Part of the genius of the Wii was that the barrier to the casual market were broken thanks to the simple control-scheme. Instead of having to press all these buttons on some complicated controller to play golf, just swing the Wii Mote like a golf club! Or to play tennis, just swing it like a tennis racket. That shit was simple and easy to understand.

It even garnered a significant amount of interest from the hardcore in the beginning as well. I mean, using the Wii Mote as a gun in Metroid Prime 3 was pretty fucking cool at the time. As well as being able to actually swing a sword in real-life and have it work in-game (even if that wasn't realized properly until Red Steel 2).
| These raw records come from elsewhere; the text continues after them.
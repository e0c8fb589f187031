//! Tracing subscriber setup for applications embedding Berth.

use tracing_subscriber::EnvFilter;

/// Installs a global fmt subscriber filtered by `RUST_LOG`, defaulting to
/// `info`. With `json` set, events are written as JSON lines.
///
/// Calling it again after a subscriber is installed does nothing.
pub fn init(json: bool) {
    let filter = EnvFilter::try_from_default_env().unwrap_or_else(|_| EnvFilter::new("info"));
    let builder = tracing_subscriber::fmt().with_env_filter(filter);
    let result = if json {
        builder.json().try_init()
    } else {
        builder.try_init()
    };
    if result.is_err() {
        tracing::debug!("tracing subscriber already installed");
    }
}

#[cfg(test)]
mod tests {
    use super::*;

    #[test]
    fn init_twice_is_harmless() {
        init(false);
        init(true);
        tracing::info!(component = "logging", "subscriber ready");
    }
}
With the Wii U, Nintendo forgot all about the casual market. Instead of the simplistic controls of the Wii, they introduced a controller that had a huge screen and all the traditional controls that scared casuals away in the very beginning. Even worse is that it had a very "been there, done that" feeling since the advent of tablets such as the iPad. If they had launched two years back before or around the time the iPad came out, the Wii U would likely be selling much much better right now.

So the casual market is gone, what about the hardcore? Nintendo hasn't done much there either. They still released a console that pales in comparison to the other next-gens in terms of specs. They get a lot of late ports that everyone has already played and they sell like shit because Nintendo hasn't done much to cultivate a hardcore base on their system. They've failed to properly advertise the benefits of the Wii U's controller with their own games, with Ubisoft even doing a better job than they are with ZombiU.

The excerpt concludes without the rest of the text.